■ EXCERPTED RECORDS:
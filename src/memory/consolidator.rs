//! Periodic compression of redundant knowledge
//!
//! Within any sufficiently large category, near-duplicate records are
//! grouped by semantic similarity and replaced with a single summary
//! record. Members are tagged `superseded` rather than deleted, which
//! preserves auditability; recall does not special-case the tag.
//!
//! Clustering is a single greedy pass: each unvisited record absorbs its
//! own similarity neighbors, but their neighbors are not pulled in
//! recursively. This is an intentional cheap approximation, not a
//! transitive closure.

use crate::config::ConsolidationConfig;
use crate::error::Result;
use crate::events::{EngineEvent, EventBus};
use crate::index::SemanticIndex;
use crate::memory::record::{MemoryCandidate, MemoryKind, MemoryRecord, MemorySource};
use crate::memory::store::MemoryStore;
use std::collections::{HashMap, HashSet};
use uuid::Uuid;

/// Tag applied to cluster summary records
pub const TAG_SUMMARY: &str = "summary";
/// Tag applied to records produced by background passes
pub const TAG_AUTO_GENERATED: &str = "auto-generated";
/// Tag applied to cluster members replaced by a summary
pub const TAG_SUPERSEDED: &str = "superseded";

/// Outcome of one consolidation pass
#[derive(Debug, Clone, Default)]
pub struct ConsolidationReport {
    /// Categories large enough to be scanned
    pub categories_scanned: usize,
    /// Clusters that produced a summary record
    pub clusters_consolidated: usize,
    /// Members that gained the `superseded` tag
    pub records_superseded: usize,
}

/// Clusters near-duplicate memories per category and summarizes them
#[derive(Clone)]
pub struct Consolidator {
    config: ConsolidationConfig,
    bus: EventBus,
}

impl Consolidator {
    /// Create a consolidator with the given config and event bus
    pub fn new(config: ConsolidationConfig, bus: EventBus) -> Self {
        Self { config, bus }
    }

    /// Run one consolidation pass over a snapshot of the store.
    ///
    /// Safe to run repeatedly: already-superseded members and existing
    /// summaries are never re-clustered.
    pub async fn consolidate(
        &self,
        store: &MemoryStore,
        index: &SemanticIndex,
    ) -> Result<ConsolidationReport> {
        let snapshot = store.snapshot_memories().await;
        let by_id: HashMap<Uuid, &MemoryRecord> = snapshot.iter().map(|r| (r.id, r)).collect();

        let mut by_category: HashMap<&str, Vec<&MemoryRecord>> = HashMap::new();
        for record in &snapshot {
            by_category.entry(record.category.as_str()).or_default().push(record);
        }

        let mut report = ConsolidationReport::default();

        for (category, records) in &by_category {
            if records.len() < self.config.min_category_size {
                continue;
            }
            report.categories_scanned += 1;

            let mut visited: HashSet<Uuid> = HashSet::new();
            for record in records {
                if visited.contains(&record.id) || Self::excluded(record) {
                    continue;
                }
                visited.insert(record.id);

                let cluster = self
                    .gather_cluster(record, category, &by_id, &mut visited, index)
                    .await;
                if cluster.len() < self.config.min_cluster_size {
                    continue;
                }

                self.summarize_cluster(store, category, &cluster).await?;
                report.clusters_consolidated += 1;
                report.records_superseded += cluster.len();
            }
        }

        if report.clusters_consolidated > 0 {
            tracing::info!(
                clusters = report.clusters_consolidated,
                superseded = report.records_superseded,
                "Consolidation pass complete"
            );
        }
        Ok(report)
    }

    /// Absorb the record's unvisited similarity neighbors from its category
    async fn gather_cluster<'a>(
        &self,
        seed: &'a MemoryRecord,
        category: &str,
        by_id: &HashMap<Uuid, &'a MemoryRecord>,
        visited: &mut HashSet<Uuid>,
        index: &SemanticIndex,
    ) -> Vec<&'a MemoryRecord> {
        let mut cluster = vec![seed];

        let hits = index
            .query(
                &seed.content,
                self.config.neighbor_cap,
                self.config.similarity_threshold,
            )
            .await;

        for hit in hits {
            let memory_id = hit
                .metadata
                .get("memory_id")
                .and_then(|s| s.parse::<Uuid>().ok())
                .unwrap_or(hit.id);
            if visited.contains(&memory_id) {
                continue;
            }
            let Some(neighbor) = by_id.get(&memory_id).copied() else {
                continue;
            };
            if neighbor.category != category || Self::excluded(neighbor) {
                continue;
            }
            visited.insert(memory_id);
            cluster.push(neighbor);
        }

        cluster
    }

    /// Create the summary record and tag the members as superseded
    async fn summarize_cluster(
        &self,
        store: &MemoryStore,
        category: &str,
        cluster: &[&MemoryRecord],
    ) -> Result<()> {
        let mut content = cluster
            .iter()
            .map(|r| r.content.as_str())
            .collect::<Vec<_>>()
            .join("; ");
        if content.chars().count() > self.config.max_summary_chars {
            content = content.chars().take(self.config.max_summary_chars).collect();
        }

        let summary = store
            .insert_unmerged(
                MemoryCandidate::new(MemoryKind::Learning, category, content)
                    .confidence(0.8)
                    .source(MemorySource::SelfGenerated)
                    .tag(TAG_SUMMARY)
                    .tag(TAG_AUTO_GENERATED),
            )
            .await?;

        let member_ids: Vec<Uuid> = cluster.iter().map(|r| r.id).collect();
        store.tag_records(&member_ids, TAG_SUPERSEDED).await?;

        self.bus.publish(EngineEvent::MemoriesConsolidated {
            category: category.to_string(),
            cluster_size: cluster.len(),
            summary_id: summary.id,
        });
        Ok(())
    }

    /// Summaries and already-superseded members never join a new cluster
    fn excluded(record: &MemoryRecord) -> bool {
        record.has_tag(TAG_SUPERSEDED) || record.has_tag(TAG_SUMMARY)
    }
}
//! Skill progression data types
//!
//! Levels are a pure function of cumulative XP against a fixed threshold
//! table. There is no independently stored level that can drift: every XP
//! mutation goes through [`SkillProgress::apply_total_xp`], which recomputes
//! level, within-level XP and XP-to-next in one place.

use chrono::{DateTime, Utc};
use serde::{Deserialize, Serialize};
use std::collections::HashMap;

/// Discrete competence levels, in ascending order
#[derive(
    Debug, Clone, Copy, PartialEq, Eq, PartialOrd, Ord, Hash, Serialize, Deserialize,
)]
#[serde(rename_all = "lowercase")]
pub enum SkillLevel {
    Beginner,
    Intermediate,
    Advanced,
    Expert,
    Master,
}

/// Cumulative-XP thresholds, one per level in ascending order
const LEVEL_THRESHOLDS: [(SkillLevel, u64); 5] = [
    (SkillLevel::Beginner, 0),
    (SkillLevel::Intermediate, 100),
    (SkillLevel::Advanced, 350),
    (SkillLevel::Expert, 850),
    (SkillLevel::Master, 1850),
];

impl SkillLevel {
    /// Ordinal rank, 0 (beginner) through 4 (master)
    pub fn rank(self) -> u8 {
        match self {
            Self::Beginner => 0,
            Self::Intermediate => 1,
            Self::Advanced => 2,
            Self::Expert => 3,
            Self::Master => 4,
        }
    }

    /// The cumulative XP at which this level starts
    pub fn threshold(self) -> u64 {
        LEVEL_THRESHOLDS[self.rank() as usize].1
    }

    /// The level a cumulative XP total maps to
    pub fn for_total_xp(total_xp: u64) -> Self {
        LEVEL_THRESHOLDS
            .iter()
            .rev()
            .find(|(_, threshold)| total_xp >= *threshold)
            .map(|(level, _)| *level)
            .unwrap_or(Self::Beginner)
    }

    /// The next level up, if any (master is terminal)
    pub fn next(self) -> Option<Self> {
        LEVEL_THRESHOLDS
            .get(self.rank() as usize + 1)
            .map(|(level, _)| *level)
    }
}

impl std::fmt::Display for SkillLevel {
    fn fmt(&self, f: &mut std::fmt::Formatter<'_>) -> std::fmt::Result {
        match self {
            Self::Beginner => write!(f, "beginner"),
            Self::Intermediate => write!(f, "intermediate"),
            Self::Advanced => write!(f, "advanced"),
            Self::Expert => write!(f, "expert"),
            Self::Master => write!(f, "master"),
        }
    }
}

/// Per-skill progression state
#[derive(Debug, Clone, Serialize, Deserialize)]
pub struct SkillProgress {
    /// Name of the skill
    pub skill_name: String,
    /// Current level, always derived from `total_xp`
    pub level: SkillLevel,
    /// XP accumulated within the current level
    pub current_xp: u64,
    /// Cumulative XP
    pub total_xp: u64,
    /// XP remaining to the next level (0 at master)
    pub xp_to_next_level: u64,
    /// Tasks completed with this skill
    pub tasks_completed: u64,
    /// Last time the skill earned XP
    pub last_used: DateTime<Utc>,
    /// First time the skill earned XP
    pub first_used: DateTime<Utc>,
}

impl SkillProgress {
    /// A fresh beginner-level skill
    pub fn new(skill_name: impl Into<String>) -> Self {
        let now = Utc::now();
        let mut progress = Self {
            skill_name: skill_name.into(),
            level: SkillLevel::Beginner,
            current_xp: 0,
            total_xp: 0,
            xp_to_next_level: 0,
            tasks_completed: 0,
            last_used: now,
            first_used: now,
        };
        progress.apply_total_xp(0);
        progress
    }

    /// Set cumulative XP and recompute level, within-level XP and
    /// XP-to-next. The only mutation path for XP, so the level invariant
    /// cannot drift.
    pub fn apply_total_xp(&mut self, total_xp: u64) {
        self.total_xp = total_xp;
        self.level = SkillLevel::for_total_xp(total_xp);
        self.current_xp = total_xp - self.level.threshold();
        self.xp_to_next_level = match self.level.next() {
            Some(next) => next.threshold() - total_xp,
            None => 0,
        };
    }
}

/// One-time milestone unlocked when its predicate over a profile holds
#[derive(Debug, Clone, Serialize, Deserialize)]
pub struct Achievement {
    /// Stable identifier, unique per profile
    pub id: String,
    /// Display name
    pub name: String,
    /// What was achieved
    pub description: String,
    /// Grouping label
    pub category: String,
    /// When it was unlocked
    pub unlocked_at: DateTime<Utc>,
}

/// Per-agent skill profile, created lazily on first award
#[derive(Debug, Clone, Serialize, Deserialize)]
pub struct AgentSkillProfile {
    /// Agent identifier
    pub agent_id: String,
    /// Agent display name
    pub agent_name: String,
    /// Progress per skill name
    pub skills: HashMap<String, SkillProgress>,
    /// Unlocked achievements
    pub achievements: Vec<Achievement>,
    /// Sum of cumulative XP across skills
    pub total_xp: u64,
    /// Total tasks completed across skills
    pub total_tasks_completed: u64,
    /// Creation timestamp
    pub created_at: DateTime<Utc>,
    /// Last mutation timestamp
    pub updated_at: DateTime<Utc>,
}

impl AgentSkillProfile {
    /// A fresh profile with no skills
    pub fn new(agent_id: impl Into<String>, agent_name: impl Into<String>) -> Self {
        let now = Utc::now();
        Self {
            agent_id: agent_id.into(),
            agent_name: agent_name.into(),
            skills: HashMap::new(),
            achievements: Vec::new(),
            total_xp: 0,
            total_tasks_completed: 0,
            created_at: now,
            updated_at: now,
        }
    }

    /// Whether an achievement id is already unlocked
    pub fn has_achievement(&self, id: &str) -> bool {
        self.achievements.iter().any(|a| a.id == id)
    }
}

/// A prerequisite edge: `skill` cannot earn XP until the agent holds
/// `requires` at `required_level` or above. Flat table, no cycle detection.
#[derive(Debug, Clone, Serialize, Deserialize)]
pub struct SkillDependency {
    /// The gated skill
    pub skill: String,
    /// The prerequisite skill
    pub requires: String,
    /// Minimum level of the prerequisite
    pub required_level: SkillLevel,
}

■ EXERCISE BRIEF: Give back every line from the beginning of the records through the line holding "pub const TAG_SUMMARY: &str", exactly as it reads, and leave out the rest.

■ RESULT FOR THIS EXERCISE:
filename src/memory/consolidator.rs
//! Periodic compression of redundant knowledge
//!
//! Within any sufficiently large category, near-duplicate records are
//! grouped by semantic similarity and replaced with a single summary
//! record. Members are tagged `superseded` rather than deleted, which
//! preserves auditability; recall does not special-case the tag.
//!
//! Clustering is a single greedy pass: each unvisited record absorbs its
//! own similarity neighbors, but their neighbors are not pulled in
//! recursively. This is an intentional cheap approximation, not a
//! transitive closure.

use crate::config::ConsolidationConfig;
use crate::error::Result;
use crate::events::{EngineEvent, EventBus};
use crate::index::SemanticIndex;
use crate::memory::record::{MemoryCandidate, MemoryKind, MemoryRecord, MemorySource};
use crate::memory::store::MemoryStore;
use std::collections::{HashMap, HashSet};
use uuid::Uuid;

/// Tag applied to cluster summary records
pub const TAG_SUMMARY: &str = "summary";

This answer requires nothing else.